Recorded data

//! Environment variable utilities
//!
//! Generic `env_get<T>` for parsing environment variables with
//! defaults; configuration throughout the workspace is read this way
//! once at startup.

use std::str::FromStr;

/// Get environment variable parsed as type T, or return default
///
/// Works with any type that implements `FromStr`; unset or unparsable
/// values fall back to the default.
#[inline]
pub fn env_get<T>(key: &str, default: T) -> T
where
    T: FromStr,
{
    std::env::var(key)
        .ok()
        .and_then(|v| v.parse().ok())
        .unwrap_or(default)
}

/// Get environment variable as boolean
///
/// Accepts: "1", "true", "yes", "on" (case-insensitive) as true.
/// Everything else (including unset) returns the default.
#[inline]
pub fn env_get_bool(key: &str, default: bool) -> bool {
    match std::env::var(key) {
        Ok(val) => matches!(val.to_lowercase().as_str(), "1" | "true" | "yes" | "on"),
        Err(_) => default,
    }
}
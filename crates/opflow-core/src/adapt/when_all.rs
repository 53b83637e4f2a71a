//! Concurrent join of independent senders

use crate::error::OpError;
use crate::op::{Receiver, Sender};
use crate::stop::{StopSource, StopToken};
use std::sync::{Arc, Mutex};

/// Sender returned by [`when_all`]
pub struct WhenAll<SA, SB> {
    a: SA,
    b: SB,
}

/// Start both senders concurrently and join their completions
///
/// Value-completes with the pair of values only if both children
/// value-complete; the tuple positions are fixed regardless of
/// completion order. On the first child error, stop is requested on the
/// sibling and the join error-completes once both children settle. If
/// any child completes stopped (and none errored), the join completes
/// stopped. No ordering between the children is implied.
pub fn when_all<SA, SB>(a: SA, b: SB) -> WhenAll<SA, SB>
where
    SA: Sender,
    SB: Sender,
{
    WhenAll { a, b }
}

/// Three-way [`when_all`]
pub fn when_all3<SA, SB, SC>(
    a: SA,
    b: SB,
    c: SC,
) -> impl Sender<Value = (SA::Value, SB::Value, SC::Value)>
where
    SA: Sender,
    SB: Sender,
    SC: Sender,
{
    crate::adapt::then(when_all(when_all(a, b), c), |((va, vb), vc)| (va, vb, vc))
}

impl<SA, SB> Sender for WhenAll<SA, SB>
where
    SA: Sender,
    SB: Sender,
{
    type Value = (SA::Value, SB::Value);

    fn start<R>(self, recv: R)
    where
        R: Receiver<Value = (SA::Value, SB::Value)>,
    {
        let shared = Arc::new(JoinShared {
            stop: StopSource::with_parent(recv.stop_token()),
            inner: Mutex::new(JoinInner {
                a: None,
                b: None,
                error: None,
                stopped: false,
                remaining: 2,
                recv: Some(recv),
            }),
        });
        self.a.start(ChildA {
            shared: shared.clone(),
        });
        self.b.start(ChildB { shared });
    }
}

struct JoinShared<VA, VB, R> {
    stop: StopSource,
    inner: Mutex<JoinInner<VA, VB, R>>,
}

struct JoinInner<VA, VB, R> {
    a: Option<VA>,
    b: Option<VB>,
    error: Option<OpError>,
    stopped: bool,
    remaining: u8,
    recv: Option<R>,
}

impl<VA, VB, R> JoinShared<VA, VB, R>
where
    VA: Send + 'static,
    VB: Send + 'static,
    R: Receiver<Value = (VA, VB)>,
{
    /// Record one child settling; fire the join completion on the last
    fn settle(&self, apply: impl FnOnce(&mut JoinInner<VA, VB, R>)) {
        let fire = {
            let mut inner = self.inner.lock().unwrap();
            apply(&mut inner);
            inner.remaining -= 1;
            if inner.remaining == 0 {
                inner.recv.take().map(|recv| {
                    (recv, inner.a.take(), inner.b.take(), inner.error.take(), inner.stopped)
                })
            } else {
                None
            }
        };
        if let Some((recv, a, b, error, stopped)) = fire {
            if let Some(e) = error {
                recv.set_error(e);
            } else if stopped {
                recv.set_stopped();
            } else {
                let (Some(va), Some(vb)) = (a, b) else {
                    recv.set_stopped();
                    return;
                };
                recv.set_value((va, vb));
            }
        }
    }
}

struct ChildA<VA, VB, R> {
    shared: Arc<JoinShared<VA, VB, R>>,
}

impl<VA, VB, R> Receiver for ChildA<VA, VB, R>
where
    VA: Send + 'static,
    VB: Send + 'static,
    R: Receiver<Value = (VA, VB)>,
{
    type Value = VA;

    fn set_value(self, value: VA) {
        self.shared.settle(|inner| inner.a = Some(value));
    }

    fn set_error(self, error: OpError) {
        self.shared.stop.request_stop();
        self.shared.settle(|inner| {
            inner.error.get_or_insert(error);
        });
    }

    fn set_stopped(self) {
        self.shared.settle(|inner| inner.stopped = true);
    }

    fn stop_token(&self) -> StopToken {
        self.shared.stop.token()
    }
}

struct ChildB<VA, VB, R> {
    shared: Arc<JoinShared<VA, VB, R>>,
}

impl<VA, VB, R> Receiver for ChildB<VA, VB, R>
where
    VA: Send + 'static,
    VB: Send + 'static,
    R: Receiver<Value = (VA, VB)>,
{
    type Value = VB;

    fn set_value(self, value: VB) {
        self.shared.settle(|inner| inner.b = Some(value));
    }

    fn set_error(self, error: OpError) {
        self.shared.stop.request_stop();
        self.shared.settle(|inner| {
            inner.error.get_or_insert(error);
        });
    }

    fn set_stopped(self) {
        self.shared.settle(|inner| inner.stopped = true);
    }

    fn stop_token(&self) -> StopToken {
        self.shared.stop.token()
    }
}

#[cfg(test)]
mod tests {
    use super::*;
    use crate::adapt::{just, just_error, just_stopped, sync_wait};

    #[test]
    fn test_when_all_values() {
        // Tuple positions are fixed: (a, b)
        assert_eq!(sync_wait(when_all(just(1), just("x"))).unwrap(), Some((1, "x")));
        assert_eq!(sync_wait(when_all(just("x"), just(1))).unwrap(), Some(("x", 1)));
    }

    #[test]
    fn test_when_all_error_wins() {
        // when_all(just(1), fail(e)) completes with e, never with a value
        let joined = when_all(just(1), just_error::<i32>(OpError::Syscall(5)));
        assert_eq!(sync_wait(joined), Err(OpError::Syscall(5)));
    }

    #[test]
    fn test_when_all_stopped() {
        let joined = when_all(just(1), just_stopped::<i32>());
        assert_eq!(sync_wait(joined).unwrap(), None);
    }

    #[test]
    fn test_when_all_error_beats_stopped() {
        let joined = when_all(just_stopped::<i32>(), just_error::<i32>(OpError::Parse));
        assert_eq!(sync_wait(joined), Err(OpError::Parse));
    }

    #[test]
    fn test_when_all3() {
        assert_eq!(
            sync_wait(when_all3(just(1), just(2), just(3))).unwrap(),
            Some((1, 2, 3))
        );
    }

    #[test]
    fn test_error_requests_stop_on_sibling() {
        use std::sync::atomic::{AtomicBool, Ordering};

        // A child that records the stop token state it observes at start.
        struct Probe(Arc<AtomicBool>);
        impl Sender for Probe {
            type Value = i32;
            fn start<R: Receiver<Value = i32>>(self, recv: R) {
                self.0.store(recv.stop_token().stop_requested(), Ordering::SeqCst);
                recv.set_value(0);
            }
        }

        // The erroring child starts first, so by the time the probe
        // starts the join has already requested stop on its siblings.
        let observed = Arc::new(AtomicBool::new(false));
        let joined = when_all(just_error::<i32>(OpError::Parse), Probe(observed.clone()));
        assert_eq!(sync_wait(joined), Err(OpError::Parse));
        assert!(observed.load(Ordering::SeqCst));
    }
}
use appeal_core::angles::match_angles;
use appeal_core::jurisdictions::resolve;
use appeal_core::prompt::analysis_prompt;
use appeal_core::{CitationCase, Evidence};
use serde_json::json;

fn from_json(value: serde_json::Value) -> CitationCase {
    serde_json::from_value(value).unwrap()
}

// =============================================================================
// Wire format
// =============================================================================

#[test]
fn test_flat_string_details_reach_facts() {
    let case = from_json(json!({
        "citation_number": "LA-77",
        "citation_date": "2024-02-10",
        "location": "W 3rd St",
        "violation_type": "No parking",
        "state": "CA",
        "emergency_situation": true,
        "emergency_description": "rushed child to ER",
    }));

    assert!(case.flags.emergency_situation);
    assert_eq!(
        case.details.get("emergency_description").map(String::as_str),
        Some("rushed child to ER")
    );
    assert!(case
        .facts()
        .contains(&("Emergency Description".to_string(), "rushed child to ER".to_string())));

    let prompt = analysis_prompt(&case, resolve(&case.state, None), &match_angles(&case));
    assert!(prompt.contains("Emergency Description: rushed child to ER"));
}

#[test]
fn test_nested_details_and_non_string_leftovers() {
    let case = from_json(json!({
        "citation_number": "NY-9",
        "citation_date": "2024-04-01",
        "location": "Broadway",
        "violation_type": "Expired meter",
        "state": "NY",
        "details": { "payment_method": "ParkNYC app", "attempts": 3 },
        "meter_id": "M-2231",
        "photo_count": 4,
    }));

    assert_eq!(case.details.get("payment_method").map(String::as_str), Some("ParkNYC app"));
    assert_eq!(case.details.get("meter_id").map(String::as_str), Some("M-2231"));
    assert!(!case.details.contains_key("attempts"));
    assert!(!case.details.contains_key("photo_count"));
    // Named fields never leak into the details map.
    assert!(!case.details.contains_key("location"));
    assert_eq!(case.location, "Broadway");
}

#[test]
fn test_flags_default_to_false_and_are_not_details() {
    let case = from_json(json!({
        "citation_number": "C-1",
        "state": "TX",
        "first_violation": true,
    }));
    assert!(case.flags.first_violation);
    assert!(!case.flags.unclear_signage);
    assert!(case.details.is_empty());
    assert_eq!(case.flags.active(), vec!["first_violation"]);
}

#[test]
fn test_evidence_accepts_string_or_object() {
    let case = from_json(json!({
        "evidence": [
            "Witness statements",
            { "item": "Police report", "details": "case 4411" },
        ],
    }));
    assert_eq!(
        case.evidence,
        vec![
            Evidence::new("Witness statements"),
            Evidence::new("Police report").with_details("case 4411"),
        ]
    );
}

==

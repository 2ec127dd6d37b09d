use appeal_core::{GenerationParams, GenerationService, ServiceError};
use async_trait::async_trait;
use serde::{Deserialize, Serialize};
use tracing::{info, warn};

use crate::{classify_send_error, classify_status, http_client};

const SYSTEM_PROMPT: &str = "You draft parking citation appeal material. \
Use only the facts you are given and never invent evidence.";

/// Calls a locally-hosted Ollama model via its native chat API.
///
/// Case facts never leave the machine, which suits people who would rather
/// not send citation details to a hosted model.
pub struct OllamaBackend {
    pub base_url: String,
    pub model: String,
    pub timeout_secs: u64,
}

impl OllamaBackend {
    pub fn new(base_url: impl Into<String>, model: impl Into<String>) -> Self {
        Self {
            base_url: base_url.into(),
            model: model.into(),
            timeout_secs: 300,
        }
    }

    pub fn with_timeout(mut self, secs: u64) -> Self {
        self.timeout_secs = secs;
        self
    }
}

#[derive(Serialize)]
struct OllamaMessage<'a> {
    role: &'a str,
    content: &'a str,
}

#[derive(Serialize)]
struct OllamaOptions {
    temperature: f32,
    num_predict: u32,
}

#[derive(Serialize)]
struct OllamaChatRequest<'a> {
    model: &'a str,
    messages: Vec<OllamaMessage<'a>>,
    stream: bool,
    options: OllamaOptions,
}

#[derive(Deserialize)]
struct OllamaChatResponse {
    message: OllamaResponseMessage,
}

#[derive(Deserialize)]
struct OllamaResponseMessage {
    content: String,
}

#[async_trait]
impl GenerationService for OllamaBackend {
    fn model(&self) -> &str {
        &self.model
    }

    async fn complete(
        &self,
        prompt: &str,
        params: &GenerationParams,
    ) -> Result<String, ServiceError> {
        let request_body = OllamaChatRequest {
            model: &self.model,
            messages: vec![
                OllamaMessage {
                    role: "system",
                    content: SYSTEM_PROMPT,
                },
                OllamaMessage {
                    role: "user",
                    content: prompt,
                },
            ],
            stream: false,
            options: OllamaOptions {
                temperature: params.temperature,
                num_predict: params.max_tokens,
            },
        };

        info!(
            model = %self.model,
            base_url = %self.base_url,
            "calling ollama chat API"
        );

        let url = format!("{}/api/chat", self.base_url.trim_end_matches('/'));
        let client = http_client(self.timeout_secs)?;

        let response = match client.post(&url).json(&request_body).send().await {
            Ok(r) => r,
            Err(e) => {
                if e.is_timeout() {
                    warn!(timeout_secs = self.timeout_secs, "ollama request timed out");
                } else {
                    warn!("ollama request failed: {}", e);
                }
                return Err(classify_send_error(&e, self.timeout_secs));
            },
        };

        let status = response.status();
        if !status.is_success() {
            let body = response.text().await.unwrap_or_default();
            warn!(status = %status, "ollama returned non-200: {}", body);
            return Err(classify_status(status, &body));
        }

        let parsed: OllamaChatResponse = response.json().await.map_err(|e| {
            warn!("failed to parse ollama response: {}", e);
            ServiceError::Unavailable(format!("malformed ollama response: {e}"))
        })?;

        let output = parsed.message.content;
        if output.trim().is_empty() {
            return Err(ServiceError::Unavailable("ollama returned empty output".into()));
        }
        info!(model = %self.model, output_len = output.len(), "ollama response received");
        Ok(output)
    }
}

==

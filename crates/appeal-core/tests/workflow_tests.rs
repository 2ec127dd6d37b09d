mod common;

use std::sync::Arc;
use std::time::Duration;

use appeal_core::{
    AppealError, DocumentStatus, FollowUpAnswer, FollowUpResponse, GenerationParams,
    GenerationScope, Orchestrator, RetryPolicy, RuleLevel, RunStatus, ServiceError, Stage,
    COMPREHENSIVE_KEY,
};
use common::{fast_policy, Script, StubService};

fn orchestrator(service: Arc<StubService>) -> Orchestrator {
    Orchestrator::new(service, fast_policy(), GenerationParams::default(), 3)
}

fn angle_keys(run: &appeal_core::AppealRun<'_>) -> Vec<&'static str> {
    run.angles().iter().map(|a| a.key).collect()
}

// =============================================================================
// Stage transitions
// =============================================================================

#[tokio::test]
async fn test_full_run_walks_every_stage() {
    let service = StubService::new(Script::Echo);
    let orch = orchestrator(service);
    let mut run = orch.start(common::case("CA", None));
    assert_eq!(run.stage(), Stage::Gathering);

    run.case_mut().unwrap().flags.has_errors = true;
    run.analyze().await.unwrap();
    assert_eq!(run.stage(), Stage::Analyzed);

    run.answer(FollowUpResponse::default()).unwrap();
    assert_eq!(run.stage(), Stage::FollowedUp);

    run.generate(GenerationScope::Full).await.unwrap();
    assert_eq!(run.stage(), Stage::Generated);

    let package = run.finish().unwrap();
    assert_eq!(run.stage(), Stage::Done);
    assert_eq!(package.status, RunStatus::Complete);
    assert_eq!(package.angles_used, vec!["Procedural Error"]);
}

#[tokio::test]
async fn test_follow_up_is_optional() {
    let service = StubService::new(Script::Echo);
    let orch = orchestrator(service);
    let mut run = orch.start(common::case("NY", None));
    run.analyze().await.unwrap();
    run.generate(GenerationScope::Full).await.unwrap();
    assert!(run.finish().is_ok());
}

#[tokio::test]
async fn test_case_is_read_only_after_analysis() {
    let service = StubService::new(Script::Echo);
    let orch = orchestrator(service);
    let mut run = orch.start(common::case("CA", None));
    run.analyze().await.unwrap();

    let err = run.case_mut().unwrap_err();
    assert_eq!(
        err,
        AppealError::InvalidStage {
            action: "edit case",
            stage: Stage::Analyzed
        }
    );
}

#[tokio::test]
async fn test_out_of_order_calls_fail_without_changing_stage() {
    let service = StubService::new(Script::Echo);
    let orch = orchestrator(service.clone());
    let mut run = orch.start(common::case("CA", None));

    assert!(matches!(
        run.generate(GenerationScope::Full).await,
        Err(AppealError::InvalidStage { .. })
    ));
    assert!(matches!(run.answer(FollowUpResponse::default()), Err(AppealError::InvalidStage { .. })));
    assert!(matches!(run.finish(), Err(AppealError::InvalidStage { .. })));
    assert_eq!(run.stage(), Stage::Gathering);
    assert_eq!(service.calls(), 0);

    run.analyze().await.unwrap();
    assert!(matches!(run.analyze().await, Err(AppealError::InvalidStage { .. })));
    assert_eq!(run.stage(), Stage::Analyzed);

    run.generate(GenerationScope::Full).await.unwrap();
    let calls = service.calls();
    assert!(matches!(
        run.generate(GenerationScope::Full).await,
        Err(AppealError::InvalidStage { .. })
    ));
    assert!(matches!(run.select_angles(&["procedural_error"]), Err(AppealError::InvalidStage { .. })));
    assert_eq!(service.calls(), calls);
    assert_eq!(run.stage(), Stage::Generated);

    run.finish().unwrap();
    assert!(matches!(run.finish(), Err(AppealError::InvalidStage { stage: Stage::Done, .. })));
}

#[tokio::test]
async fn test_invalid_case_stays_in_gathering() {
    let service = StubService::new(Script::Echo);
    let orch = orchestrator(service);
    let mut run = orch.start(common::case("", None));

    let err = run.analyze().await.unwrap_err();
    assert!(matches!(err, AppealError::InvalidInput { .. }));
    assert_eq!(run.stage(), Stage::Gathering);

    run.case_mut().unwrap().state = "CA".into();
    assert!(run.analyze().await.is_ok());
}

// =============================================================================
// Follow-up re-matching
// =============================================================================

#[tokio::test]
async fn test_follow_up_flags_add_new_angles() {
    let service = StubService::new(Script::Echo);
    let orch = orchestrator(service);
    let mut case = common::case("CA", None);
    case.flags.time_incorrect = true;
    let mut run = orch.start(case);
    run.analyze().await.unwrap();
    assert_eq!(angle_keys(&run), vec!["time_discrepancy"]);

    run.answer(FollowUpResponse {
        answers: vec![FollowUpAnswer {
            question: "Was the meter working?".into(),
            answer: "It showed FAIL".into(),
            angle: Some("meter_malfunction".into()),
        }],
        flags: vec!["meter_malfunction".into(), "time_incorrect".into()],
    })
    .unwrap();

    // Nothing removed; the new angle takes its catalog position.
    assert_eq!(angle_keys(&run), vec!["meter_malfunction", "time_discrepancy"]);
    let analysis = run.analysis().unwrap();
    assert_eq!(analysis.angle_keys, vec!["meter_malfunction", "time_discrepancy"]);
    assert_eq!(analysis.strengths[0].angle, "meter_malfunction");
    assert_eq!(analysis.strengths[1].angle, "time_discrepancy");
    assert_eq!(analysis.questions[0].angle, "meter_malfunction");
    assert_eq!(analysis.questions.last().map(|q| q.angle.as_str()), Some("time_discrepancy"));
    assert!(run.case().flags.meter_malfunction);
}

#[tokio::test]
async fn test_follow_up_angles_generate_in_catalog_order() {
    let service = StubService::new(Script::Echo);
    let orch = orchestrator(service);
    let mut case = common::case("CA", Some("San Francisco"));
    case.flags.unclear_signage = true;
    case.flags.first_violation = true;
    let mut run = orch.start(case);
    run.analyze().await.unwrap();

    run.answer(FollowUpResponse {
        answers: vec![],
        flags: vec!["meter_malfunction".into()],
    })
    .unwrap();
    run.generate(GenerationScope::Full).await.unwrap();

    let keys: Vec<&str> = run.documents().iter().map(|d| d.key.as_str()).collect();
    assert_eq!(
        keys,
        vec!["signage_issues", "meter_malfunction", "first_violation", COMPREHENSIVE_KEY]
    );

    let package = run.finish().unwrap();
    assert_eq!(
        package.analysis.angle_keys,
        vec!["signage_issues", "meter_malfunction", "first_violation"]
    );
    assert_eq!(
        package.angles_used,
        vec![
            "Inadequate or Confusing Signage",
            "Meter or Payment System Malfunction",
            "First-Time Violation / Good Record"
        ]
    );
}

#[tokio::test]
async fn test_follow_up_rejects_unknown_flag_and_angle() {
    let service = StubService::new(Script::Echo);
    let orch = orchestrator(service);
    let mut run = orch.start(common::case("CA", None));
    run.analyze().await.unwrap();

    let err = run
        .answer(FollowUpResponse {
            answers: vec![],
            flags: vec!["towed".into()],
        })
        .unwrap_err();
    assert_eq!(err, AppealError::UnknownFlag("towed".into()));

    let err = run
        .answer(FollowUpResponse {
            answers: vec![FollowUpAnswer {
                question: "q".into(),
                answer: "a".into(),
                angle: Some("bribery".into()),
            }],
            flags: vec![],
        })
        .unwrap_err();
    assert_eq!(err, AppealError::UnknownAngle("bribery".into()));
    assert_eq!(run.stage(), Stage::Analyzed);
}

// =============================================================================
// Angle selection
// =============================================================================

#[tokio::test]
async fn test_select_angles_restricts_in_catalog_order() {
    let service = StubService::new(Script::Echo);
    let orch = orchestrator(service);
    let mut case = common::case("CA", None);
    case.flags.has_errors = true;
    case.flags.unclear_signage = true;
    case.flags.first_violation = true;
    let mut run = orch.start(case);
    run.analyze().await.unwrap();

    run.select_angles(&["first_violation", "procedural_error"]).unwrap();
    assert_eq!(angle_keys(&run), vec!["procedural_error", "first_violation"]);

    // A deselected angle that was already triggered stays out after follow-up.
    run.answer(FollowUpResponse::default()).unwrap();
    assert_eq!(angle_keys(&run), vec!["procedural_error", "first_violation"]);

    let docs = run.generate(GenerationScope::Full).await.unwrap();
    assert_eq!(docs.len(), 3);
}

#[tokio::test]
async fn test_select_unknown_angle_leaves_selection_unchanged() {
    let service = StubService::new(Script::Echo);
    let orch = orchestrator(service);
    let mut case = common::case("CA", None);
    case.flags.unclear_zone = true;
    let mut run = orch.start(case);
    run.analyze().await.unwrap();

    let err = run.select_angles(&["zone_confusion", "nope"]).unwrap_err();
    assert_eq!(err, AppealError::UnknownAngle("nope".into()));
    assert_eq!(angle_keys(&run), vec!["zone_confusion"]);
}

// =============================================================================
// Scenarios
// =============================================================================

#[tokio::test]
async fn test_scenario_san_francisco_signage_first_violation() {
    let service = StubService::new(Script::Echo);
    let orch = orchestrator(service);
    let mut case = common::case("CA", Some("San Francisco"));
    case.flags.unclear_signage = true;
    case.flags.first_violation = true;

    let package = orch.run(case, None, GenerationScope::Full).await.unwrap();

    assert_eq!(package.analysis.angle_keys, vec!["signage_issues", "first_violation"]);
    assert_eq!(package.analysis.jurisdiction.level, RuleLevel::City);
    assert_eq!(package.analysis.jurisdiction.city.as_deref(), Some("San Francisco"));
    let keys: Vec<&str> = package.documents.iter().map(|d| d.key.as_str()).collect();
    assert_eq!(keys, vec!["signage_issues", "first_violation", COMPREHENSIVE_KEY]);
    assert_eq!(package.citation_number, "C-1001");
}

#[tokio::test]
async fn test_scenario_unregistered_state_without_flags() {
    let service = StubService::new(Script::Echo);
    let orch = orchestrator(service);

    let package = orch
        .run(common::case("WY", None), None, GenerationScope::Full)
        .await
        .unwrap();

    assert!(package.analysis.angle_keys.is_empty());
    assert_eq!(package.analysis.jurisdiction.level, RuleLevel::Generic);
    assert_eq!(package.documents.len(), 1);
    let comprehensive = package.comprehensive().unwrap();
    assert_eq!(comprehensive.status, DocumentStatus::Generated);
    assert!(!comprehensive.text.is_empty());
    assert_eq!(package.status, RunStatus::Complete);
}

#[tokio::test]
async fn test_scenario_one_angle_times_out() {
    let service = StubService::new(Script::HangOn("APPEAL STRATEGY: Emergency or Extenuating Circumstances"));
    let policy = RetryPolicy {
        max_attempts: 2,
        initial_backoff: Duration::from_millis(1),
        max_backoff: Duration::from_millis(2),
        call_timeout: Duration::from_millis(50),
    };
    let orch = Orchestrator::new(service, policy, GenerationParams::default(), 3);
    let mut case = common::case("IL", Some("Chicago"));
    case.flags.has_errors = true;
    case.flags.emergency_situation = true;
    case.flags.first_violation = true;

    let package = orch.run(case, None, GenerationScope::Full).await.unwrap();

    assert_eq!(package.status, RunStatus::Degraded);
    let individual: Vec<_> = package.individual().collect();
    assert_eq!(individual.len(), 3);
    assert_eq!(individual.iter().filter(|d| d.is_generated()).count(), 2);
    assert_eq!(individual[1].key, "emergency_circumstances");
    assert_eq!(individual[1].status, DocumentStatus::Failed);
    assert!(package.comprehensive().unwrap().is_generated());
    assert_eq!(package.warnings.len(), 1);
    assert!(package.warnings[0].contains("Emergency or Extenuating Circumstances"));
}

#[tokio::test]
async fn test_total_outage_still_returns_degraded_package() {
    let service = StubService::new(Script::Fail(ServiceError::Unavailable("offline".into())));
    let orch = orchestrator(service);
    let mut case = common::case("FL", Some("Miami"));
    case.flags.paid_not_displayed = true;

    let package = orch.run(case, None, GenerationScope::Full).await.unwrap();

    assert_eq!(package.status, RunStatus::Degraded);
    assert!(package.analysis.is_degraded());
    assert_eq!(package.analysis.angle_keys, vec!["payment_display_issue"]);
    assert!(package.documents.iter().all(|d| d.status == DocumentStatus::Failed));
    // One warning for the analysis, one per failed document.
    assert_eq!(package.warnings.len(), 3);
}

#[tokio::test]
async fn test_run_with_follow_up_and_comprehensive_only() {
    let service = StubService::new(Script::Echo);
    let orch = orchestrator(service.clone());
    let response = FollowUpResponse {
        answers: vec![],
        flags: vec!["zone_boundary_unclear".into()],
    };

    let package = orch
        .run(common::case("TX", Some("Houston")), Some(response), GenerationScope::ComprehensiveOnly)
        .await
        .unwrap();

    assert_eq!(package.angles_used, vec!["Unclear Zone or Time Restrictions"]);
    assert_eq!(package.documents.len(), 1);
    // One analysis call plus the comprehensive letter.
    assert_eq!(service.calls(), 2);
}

## Work required
In the records above, how many lines include "that"? Answer with the number alone.

## Exercise answer
3